You can't get much more in nineteen eighties than smashing a Japanese boombox.

Speaker 2

This photo goes, it goes hard. As the kids say, it's quite a photo. But you're right, And I do remember the pop culture elements, and you know, movies like Falling Down or the Villain in Back to the Future too.

I think it was, or maybe whatever, So I remember, well what I certainly don't remember how it resolved or why it faded or why you know, I know a little bit, but not really like what the ultimate was there, how similar it actually was, because yeah, I sure that you know, it's one thing with boomboxes and cars, but obviously there seems to be, at least in US policy circles, this big national security element that dovetails with some of the concerns about cars and solar and stuff like that.

And of course, when speaking of analogies, you know, we've also talked about the history with the real estate bubble and bust.
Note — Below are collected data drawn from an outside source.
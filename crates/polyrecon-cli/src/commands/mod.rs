//! Subcommand implementations.

pub mod candidates;
pub mod config;
pub mod info;
pub mod reconstruct;
pub mod validate;

use std::path::Path;

use anyhow::{Context, Result};
use polyrecon::{PointSet, ReconstructionConfig, Weights, io};

use crate::{HypothesisArgs, SelectionArgs};

/// Load a point cloud, attaching the path to any error.
pub fn load_points(input: &Path) -> Result<PointSet> {
    io::load_point_set(input).with_context(|| format!("Failed to load point cloud from {:?}", input))
}

/// Settings from `--config` (or defaults) with the stage flags applied.
pub fn build_config(args: &HypothesisArgs) -> Result<ReconstructionConfig> {
    let mut config = match &args.config {
        Some(path) => ReconstructionConfig::from_toml_file(path)
            .with_context(|| format!("Failed to load settings from {:?}", path))?,
        None => ReconstructionConfig::default(),
    };

    if let Some(angle) = args.angle_threshold {
        config.refine.angle_threshold_deg = angle;
    }
    if let Some(distance) = args.distance_threshold {
        config.refine.distance_threshold = Some(distance);
    }
    if let Some(padding) = args.padding {
        config.hypothesis.bbox_padding = padding;
    }

    config.validate()?;
    Ok(config)
}

/// Apply the selection flags on top of `config`.
pub fn apply_selection(config: &mut ReconstructionConfig, args: &SelectionArgs) -> Result<()> {
    let current = config.weights;
    config.weights = Weights::new(
        args.fitting.unwrap_or(current.fitting),
        args.coverage.unwrap_or(current.coverage),
        args.complexity.unwrap_or(current.complexity),
    );
    if let Some(kind) = args.solver {
        config.solver.backend = kind;
    }
    if let Some(limit) = args.time_limit {
        config.solver.time_limit_secs = Some(limit);
    }
    if args.accept_incumbent {
        config.solver.accept_incumbent_on_timeout = true;
    }

    config.validate()?;
    Ok(())
}
//! polyrecon candidates command - write the candidate faces only.

use std::path::Path;

use anyhow::{Context, Result};
use colored::Colorize;
use polyrecon::{PipelineController, io};
use serde::Serialize;

use crate::commands::{build_config, load_points};
use crate::{Cli, HypothesisArgs, OutputFormat, output};

#[derive(Serialize)]
struct CandidatesResult {
    input: String,
    output: String,
    refined_groups: usize,
    supporting_planes: usize,
    faces: usize,
    vertices: usize,
    interior_edges: usize,
}

pub fn run(input: &Path, output_path: &Path, hypothesis: &HypothesisArgs, cli: &Cli) -> Result<()> {
    let config = build_config(hypothesis)?;
    let points = load_points(input)?;

    let mut controller = PipelineController::with_config(config)?;
    controller.load_point_set(points);
    let refined_groups = controller.refine()?.output_groups;
    let candidates = controller.generate_hypothesis()?;

    io::save_polygon_mesh(&candidates.mesh, output_path)
        .with_context(|| format!("Failed to save candidate faces to {:?}", output_path))?;

    let result = CandidatesResult {
        input: input.display().to_string(),
        output: output_path.display().to_string(),
        refined_groups,
        supporting_planes: candidates.planes.len(),
        faces: candidates.face_count(),
        vertices: candidates.mesh.vertex_count(),
        interior_edges: candidates.interior_edges().count(),
    };

    match cli.format {
        OutputFormat::Json => {
            output::print(&result, cli.format, cli.quiet);
        }
        OutputFormat::Text => {
            if !cli.quiet {
                output::success(
                    &format!("Candidate faces saved to {}", output_path.display()),
                    cli.format,
                    cli.quiet,
                );
                println!("  {}: {}", "Segments".cyan(), result.refined_groups);
                println!(
                    "  {}: {}",
                    "Supporting planes".cyan(),
                    result.supporting_planes
                );
                println!(
                    "  {}: {} ({} vertices)",
                    "Faces".cyan(),
                    result.faces,
                    result.vertices
                );
                println!("  {}: {}", "Interior edges".cyan(), result.interior_edges);
            }
        }
    }

    Ok(())
}
impl FaceAttributes {
    #[inline]
    pub fn face_count(&self) -> usize {
        self.faces.len()
    }

    /// Whether the table has exactly one entry per candidate face.
    pub fn covers(&self, candidates: &CandidateMesh) -> bool {
        self.faces.len() == candidates.face_count()
    }

    /// Sum of all face residuals.
    pub fn total_residual(&self) -> f64 {
        self.faces.iter().map(|f| f.residual).sum()
    }

    /// Sum of all covered areas.
    pub fn total_covered_area(&self) -> f64 {
        self.faces.iter().map(|f| f.covered_area).sum()
    }
}

/// Support geometry of one supporting plane, shared by all its faces.
struct PlaneSupport {
    frame: PlaneFrame,
    /// `(point id, 2D projection, signed distance)` of each member.
    samples: Vec<(usize, Point2<f64>, f64)>,
    cell_size: f64,
}

/// Score every candidate face and every grouped point.
///
/// `groups` must be the refined groups the candidates were generated from.
pub fn compute_confidences(
    candidates: &CandidateMesh,
    point_set: &PointSet,
    groups: &[PlanarGroup],
    params: &ConfidenceParams,
) -> ReconResult<FaceAttributes> {
    params.validate()?;
    let _timer = OperationTimer::with_context(
        "compute_confidences",
        candidates.face_count(),
        point_set.len(),
    );

    if let Some(bad) = candidates.planes.iter().find(|s| s.group >= groups.len()) {
        return Err(ReconError::precondition(
            "compute_confidences",
            format!(
                "candidate plane refers to group {} but only {} groups were given",
                bad.group,
                groups.len()
            ),
        ));
    }

    let supports: Vec<PlaneSupport> = candidates
        .planes
        .par_iter()
        .map(|s| {
            let frame = s.plane.frame();
            let samples: Vec<(usize, Point2<f64>, f64)> = groups[s.group]
                .members
                .iter()
                .map(|&i| {
                    let p = &point_set.points[i].position;
                    (i, frame.to_2d(p), s.plane.signed_distance(p))
                })
                .filter(|(_, _, d)| params.max_distance.is_none_or(|max| d.abs() <= max))
                .collect();
            let cell_size = params
                .coverage_resolution
                .unwrap_or_else(|| params.coverage_cell_factor * estimate_spacing(&samples));
            PlaneSupport {
                frame,
                samples,
                cell_size,
            }
        })
        .collect();

    let polygons: Vec<Vec<Point2<f64>>> = (0..candidates.face_count())
        .into_par_iter()
        .map(|f| {
            let frame = &supports[candidates.mesh.faces[f].plane].frame;
            let mut poly: Vec<Point2<f64>> = candidates
                .mesh
                .face_positions(f)
                .iter()
                .map(|p| frame.to_2d(p))
                .collect();
            if signed_area_2d(&poly) < 0.0 {
                poly.reverse();
            }
            poly
        })
        .collect();

    let eps = candidates.tolerance;
    let faces: Vec<FaceConfidence> = (0..candidates.face_count())
        .into_par_iter()
        .map(|f| {
            let face = &candidates.mesh.faces[f];
            score_face(&polygons[f], &supports[face.plane], face.vertices.len(), eps)
        })
        .collect();

    let mut points = vec![PointConfidence::default(); point_set.len()];
    let assignments: Vec<Vec<(usize, PointConfidence)>> = supports
        .par_iter()
        .enumerate()
        .map(|(plane, support)| {
            let plane_faces: Vec<usize> = candidates.faces_on_plane(plane).collect();
            support
                .samples
                .iter()
                .map(|&(i, q, d)| {
                    let face = plane_faces
                        .iter()
                        .copied()
                        .find(|&f| point_in_convex_polygon(&polygons[f], &q, eps));
                    (
                        i,
                        PointConfidence {
                            residual: Some(d),
                            face,
                        },
                    )
                })
                .collect()
        })
        .collect();
    for (i, conf) in assignments.into_iter().flatten() {
        points[i] = conf;
    }

    let supported = faces.iter().filter(|f| f.support > 0).count();
    debug!(
        faces = faces.len(),
        supported,
        total_residual = faces.iter().map(|f| f.residual).sum::<f64>(),
        "Face confidences"
    );
    info!(
        faces = faces.len(),
        supported,
        unsupported = faces.len() - supported,
        "Confidences computed"
    );

    Ok(FaceAttributes {
        faces,
        points,
        cell_sizes: supports.iter().map(|s| s.cell_size).collect(),
    })
}

fn score_face(
    polygon: &[Point2<f64>],
    support: &PlaneSupport,
    complexity: usize,
    eps: f64,
) -> FaceConfidence {
    let area = signed_area_2d(polygon).abs();

    let inside: Vec<(Point2<f64>, f64)> = support
        .samples
        .iter()
        .filter(|(_, q, _)| point_in_convex_polygon(polygon, q, -eps))
        .map(|&(_, q, d)| (q, d))
        .collect();

    let residual = if inside.is_empty() {
        0.0
    } else {
        inside.iter().map(|(_, d)| d * d).sum::<f64>() / inside.len() as f64
    };

    let coverage_ratio = coverage_ratio(polygon, area, &inside, support.cell_size);

    FaceConfidence {
        residual,
        support: inside.len(),
        area,
        covered_area: coverage_ratio * area,
        coverage_ratio,
        complexity,
    }
}

/// Area of the grid cells holding a sample, as a fraction of the face area.
///
/// The grid is anchored at the polygon's lower corner and only occupied cells
/// are visited, so the cost depends on the samples and not on the face size.
/// Border cells stick out of the face, hence the cap at 1.
fn coverage_ratio(
    polygon: &[Point2<f64>],
    area: f64,
    samples: &[(Point2<f64>, f64)],
    cell_size: f64,
) -> f64 {
    if samples.is_empty() {
        return 0.0;
    }
    if !(cell_size > 0.0) || area <= 0.0 {
        return 1.0;
    }
    let origin = polygon.iter().fold(
        Point2::new(f64::INFINITY, f64::INFINITY),
        |lo, p| lo.inf(p),
    );

    let occupied: HashSet<(i64, i64)> = samples
        .iter()
        .map(|(q, _)| {
            (
                ((q.x - origin.x) / cell_size).floor() as i64,
                ((q.y - origin.y) / cell_size).floor() as i64,
            )
        })
        .collect();

    (occupied.len() as f64 * cell_size * cell_size / area).min(1.0)
}

/// Average spacing of planar samples: `sqrt(bbox area / count)`.
fn estimate_spacing(samples: &[(usize, Point2<f64>, f64)]) -> f64 {
    if samples.len() < 2 {
        return 0.0;
    }
    let (min, max) = samples.iter().fold(
        (
            Point2::new(f64::INFINITY, f64::INFINITY),
            Point2::new(f64::NEG_INFINITY, f64::NEG_INFINITY),
        ),
        |(lo, hi), (_, q, _)| (lo.inf(q), hi.sup(q)),
    );
    let extent = max - min;
    let area = extent.x.max(f64::EPSILON) * extent.y.max(f64::EPSILON);
    (area / samples.len() as f64).sqrt()
}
We've talked with Richard kob about the similarities of the real estate boom that Japan had and the bust that subsequently followed, and there may be parallels there, but I definitely feel like I need to wrap my head around even further about how useful or not some of these historical patterns are.

Speaker 3

Absolutely. The other thing I would say is it is remarkable in some respect that the commonality between Biden and Trump is being tough on China trade. Right, That is a common thread, And so no matter what happens in November, it seems reasonable to expect that these trade tensions are going to continue in one way or another. So I definitely think it's worth talking about totally.

Speaker 2

This is really an important element, and I'm glad you brought it up, which is the complete Washington consensus. It would seem at this point where there doesn't seem to be any disagreement about the basic notion that we have to do something on trade, that we have to amp up the national security as whatever it is with respect to China has become completely conventional wisdom of both parties.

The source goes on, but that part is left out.